◆ Exercise
Please reproduce verbatim the lines below, from the first through the one with "const NEXT_CLASS_ID_KEY: &[u8]".

┄┄┄┄┄┄┄┄┄┄┄┄┄┄┄┄┄┄┄┄

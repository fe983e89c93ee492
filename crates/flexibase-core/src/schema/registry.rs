//! Persisted catalog of class definitions.

use super::{allocate_columns, ClassDef, ClassId, ColumnMapping, PropertyDef, PropertyId};
use crate::error::Error;
use parking_lot::RwLock;
use sled::{Db, Tree};
use std::collections::HashMap;
use std::sync::atomic::{AtomicU64, Ordering};
use tracing::debug;

/// Tree name for class definitions.
const CLASS_TREE: &str = "schema:classes";

/// Tree name for the class name index.
const NAME_TREE: &str = "schema:names";

/// Tree name for catalog metadata.
const META_TREE: &str = "schema:meta";

/// Key for the next class id in the meta tree.
const NEXT_CLASS_ID_KEY: &[u8] = b"next_class_id";

/// Key for the next property id in the meta tree.
const NEXT_PROPERTY_ID_KEY: &[u8] = b"next_property_id";

/// The schema registry: source of truth for the logical schema.
///
/// Class definitions are persisted per class and cached in memory; every
/// mutation bumps the class's schema version so stale cached mappings
/// can be detected by the object store.
pub struct SchemaRegistry {
    /// Class definitions tree (class id -> ClassDef bytes).
    class_tree: Tree,
    /// Name index tree (name -> class id).
    name_tree: Tree,
    /// Metadata tree (id counters).
    meta_tree: Tree,
    /// Next class id to allocate (cached).
    next_class_id: AtomicU64,
    /// Next property id to allocate (cached).
    next_property_id: AtomicU64,
    /// In-memory cache of all class definitions.
    cache: RwLock<HashMap<ClassId, ClassDef>>,
}

impl SchemaRegistry {
    /// Open or create a registry using the given sled database.
    pub fn open(db: &Db) -> Result<Self, Error> {
        let class_tree = db.open_tree(CLASS_TREE)?;
        let name_tree = db.open_tree(NAME_TREE)?;
        let meta_tree = db.open_tree(META_TREE)?;

        let next_class_id = read_counter(&meta_tree, NEXT_CLASS_ID_KEY)?.unwrap_or(1);
        let next_property_id = read_counter(&meta_tree, NEXT_PROPERTY_ID_KEY)?.unwrap_or(1);

        // Preload the class cache
        let mut cache = HashMap::new();
        for result in class_tree.iter() {
            let (_, bytes) = result?;
            let class = ClassDef::from_bytes(&bytes)?;
            cache.insert(class.id, class);
        }

        Ok(Self {
            class_tree,
            name_tree,
            meta_tree,
            next_class_id: AtomicU64::new(next_class_id),
            next_property_id: AtomicU64::new(next_property_id),
            cache: RwLock::new(cache),
        })
    }

    /// Get a class definition by id.
    pub fn get_class(&self, id: ClassId) -> Option<ClassDef> {
        self.cache.read().get(&id).cloned()
    }

    /// Get a class definition by id, or fail with `ClassNotFound`.
    pub fn require_class(&self, id: ClassId) -> Result<ClassDef, Error> {
        self.get_class(id).ok_or(Error::ClassNotFound(id))
    }

    /// Get a class definition by name.
    pub fn get_class_by_name(&self, name: &str) -> Option<ClassDef> {
        self.require_class_by_name(name).ok()
    }

    /// Get a class definition by name, or fail with `ClassNameNotFound`.
    ///
    /// Resolution goes through the persisted name index rather than a
    /// cache scan; renames and drops keep the index current.
    pub fn require_class_by_name(&self, name: &str) -> Result<ClassDef, Error> {
        let Some(bytes) = self.name_tree.get(name.as_bytes())? else {
            return Err(Error::ClassNameNotFound(name.to_string()));
        };
        let arr: [u8; 8] = bytes.as_ref().try_into().map_err(|_| Error::InvalidKey)?;
        self.require_class(ClassId(u64::from_be_bytes(arr)))
    }

    /// The current schema version of a class.
    pub fn class_version(&self, id: ClassId) -> Option<u64> {
        self.cache.read().get(&id).map(|c| c.version)
    }

    /// List all class definitions.
    pub fn list_classes(&self) -> Vec<ClassDef> {
        let mut classes: Vec<ClassDef> = self.cache.read().values().cloned().collect();
        classes.sort_by_key(|c| c.id);
        classes
    }

    /// Allocate a fresh property id.
    pub fn next_property_id(&self) -> Result<PropertyId, Error> {
        let id = self.next_property_id.fetch_add(1, Ordering::SeqCst);
        self.meta_tree
            .insert(NEXT_PROPERTY_ID_KEY, &(id + 1).to_be_bytes())?;
        Ok(PropertyId(id))
    }

    /// Create a new class.
    ///
    /// Fails with `DuplicateName` if the name is taken. Property defs
    /// without an id get one allocated. The default column mapping is
    /// generated unless an explicit one is supplied.
    pub fn create_class(
        &self,
        name: &str,
        properties: Vec<PropertyDef>,
        mapping: Option<ColumnMapping>,
    ) -> Result<ClassDef, Error> {
        let mut cache = self.cache.write();
        if cache.values().any(|c| c.name == name) {
            return Err(Error::DuplicateName(name.to_string()));
        }

        let class_id = self.next_class_id.fetch_add(1, Ordering::SeqCst);
        self.meta_tree
            .insert(NEXT_CLASS_ID_KEY, &(class_id + 1).to_be_bytes())?;

        let mut props = properties;
        for prop in &mut props {
            if prop.id.is_unassigned() {
                prop.id = self.allocate_property_id()?;
            }
        }

        let mapping = mapping.unwrap_or_else(|| allocate_columns(&props));
        let class = ClassDef {
            id: ClassId(class_id),
            name: name.to_string(),
            version: 1,
            properties: props,
            mapping,
        };
        class.validate()?;

        self.persist(&class)?;
        debug!(class = %class.id, name = %class.name, "created class");
        cache.insert(class.id, class.clone());
        Ok(class)
    }

    /// Compute the outcome of an alter without persisting it.
    ///
    /// `new_properties`, when given, is the complete new property set:
    /// defs carrying existing ids modify in place (a `rename_to` marker
    /// renames preserving id and data), defs without an id get one
    /// allocated, and current properties absent from the list are
    /// removed. The column mapping is regenerated unless one is
    /// supplied. Returns the pre- and post-images; the caller commits
    /// the post-image with [`commit_alter`](Self::commit_alter) once any
    /// dependent data migration has landed.
    pub fn preview_alter(
        &self,
        class_id: ClassId,
        new_properties: Option<Vec<PropertyDef>>,
        new_mapping: Option<ColumnMapping>,
        new_name: Option<&str>,
    ) -> Result<(ClassDef, ClassDef), Error> {
        let cache = self.cache.read();
        let current = cache
            .get(&class_id)
            .cloned()
            .ok_or(Error::ClassNotFound(class_id))?;

        let mut updated = current.clone();

        if let Some(name) = new_name {
            if name != current.name && cache.values().any(|c| c.name == name) {
                return Err(Error::DuplicateName(name.to_string()));
            }
            updated.name = name.to_string();
        }

        if let Some(props) = new_properties {
            let mut resolved = Vec::with_capacity(props.len());
            for mut prop in props {
                if prop.id.is_unassigned() {
                    prop.id = self.allocate_property_id()?;
                } else if current.get_property(prop.id).is_none() {
                    return Err(Error::PropertyNotFound(prop.id, class_id));
                }
                if let Some(renamed) = prop.rename_to.take() {
                    prop.name = renamed;
                }
                resolved.push(prop);
            }
            updated.properties = resolved;
        }

        updated.mapping = match new_mapping {
            Some(mapping) => mapping,
            None => allocate_columns(&updated.properties),
        };
        updated.version = current.version + 1;
        updated.validate()?;
        Ok((current, updated))
    }

    /// Persist a previewed alter: one atomic definition swap.
    pub fn commit_alter(&self, pre: &ClassDef, post: ClassDef) -> Result<(), Error> {
        let mut cache = self.cache.write();
        self.persist(&post)?;
        if post.name != pre.name {
            self.name_tree.remove(pre.name.as_bytes())?;
        }
        debug!(class = %post.id, version = post.version, "altered class");
        cache.insert(post.id, post);
        Ok(())
    }

    /// Alter an existing class: preview plus immediate commit.
    pub fn alter_class(
        &self,
        class_id: ClassId,
        new_properties: Option<Vec<PropertyDef>>,
        new_mapping: Option<ColumnMapping>,
        new_name: Option<&str>,
    ) -> Result<(ClassDef, ClassDef), Error> {
        let (current, updated) = self.preview_alter(class_id, new_properties, new_mapping, new_name)?;
        self.commit_alter(&current, updated.clone())?;
        Ok((current, updated))
    }

    /// Drop a class, failing with `ReferentialConflict` while other
    /// classes still hold reference properties targeting it. Returns the
    /// removed definition.
    pub fn drop_class(&self, class_id: ClassId) -> Result<ClassDef, Error> {
        let mut cache = self.cache.write();
        let class = cache
            .get(&class_id)
            .cloned()
            .ok_or(Error::ClassNotFound(class_id))?;

        for other in cache.values() {
            if other.id == class_id {
                continue;
            }
            if let Some(prop) = other
                .reference_properties()
                .find(|p| p.referenced_class == Some(class_id))
            {
                return Err(Error::ReferentialConflict(class_id, prop.id, other.id));
            }
        }

        self.class_tree.remove(class_id.0.to_be_bytes())?;
        self.name_tree.remove(class.name.as_bytes())?;
        debug!(class = %class_id, name = %class.name, "dropped class");
        cache.remove(&class_id);
        Ok(class)
    }

    /// Put a full class definition back, bypassing referential checks.
    /// Used when reversing a previous operation.
    pub fn restore_class(&self, class: ClassDef) -> Result<(), Error> {
        class.validate()?;
        let mut cache = self.cache.write();
        self.persist(&class)?;
        cache.insert(class.id, class);
        Ok(())
    }

    /// Remove a class definition without referential checks. Used when
    /// reversing a create.
    pub fn force_drop_class(&self, class_id: ClassId) -> Result<Option<ClassDef>, Error> {
        let mut cache = self.cache.write();
        let Some(class) = cache.remove(&class_id) else {
            return Ok(None);
        };
        self.class_tree.remove(class_id.0.to_be_bytes())?;
        self.name_tree.remove(class.name.as_bytes())?;
        Ok(Some(class))
    }

    /// Flush pending catalog writes to disk.
    pub fn flush(&self) -> Result<(), Error> {
        self.class_tree.flush()?;
        self.name_tree.flush()?;
        self.meta_tree.flush()?;
        Ok(())
    }

    /// Allocate a property id without touching the public counter API
    /// (callers already hold the cache lock).
    fn allocate_property_id(&self) -> Result<PropertyId, Error> {
        let id = self.next_property_id.fetch_add(1, Ordering::SeqCst);
        self.meta_tree
            .insert(NEXT_PROPERTY_ID_KEY, &(id + 1).to_be_bytes())?;
        Ok(PropertyId(id))
    }

    /// Write a class definition and its name index entry.
    fn persist(&self, class: &ClassDef) -> Result<(), Error> {
        let bytes = class.to_bytes()?;
        self.class_tree.insert(class.id.0.to_be_bytes(), bytes)?;
        self.name_tree
            .insert(class.name.as_bytes(), &class.id.0.to_be_bytes())?;
        Ok(())
    }
}

/// Read a big-endian u64 counter from a tree.
fn read_counter(tree: &Tree, key: &[u8]) -> Result<Option<u64>, Error> {
    match tree.get(key)? {
        Some(bytes) => {
            let mut buf = [0u8; 8];
            buf.copy_from_slice(&bytes);
            Ok(Some(u64::from_be_bytes(buf)))
        }
        None => Ok(None),
    }
}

┄┄┄┄┄┄┄┄┄┄┄┄┄┄┄┄┄┄┄┄

◆ Result for this exercise
repository fe983e89c93ee492
filename crates/flexibase-core/src/schema/registry.rs
//! Persisted catalog of class definitions.

use super::{allocate_columns, ClassDef, ClassId, ColumnMapping, PropertyDef, PropertyId};
use crate::error::Error;
use parking_lot::RwLock;
use sled::{Db, Tree};
use std::collections::HashMap;
use std::sync::atomic::{AtomicU64, Ordering};
use tracing::debug;

/// Tree name for class definitions.
const CLASS_TREE: &str = "schema:classes";

/// Tree name for the class name index.
const NAME_TREE: &str = "schema:names";

/// Tree name for catalog metadata.
const META_TREE: &str = "schema:meta";

/// Key for the next class id in the meta tree.
const NEXT_CLASS_ID_KEY: &[u8] = b"next_class_id";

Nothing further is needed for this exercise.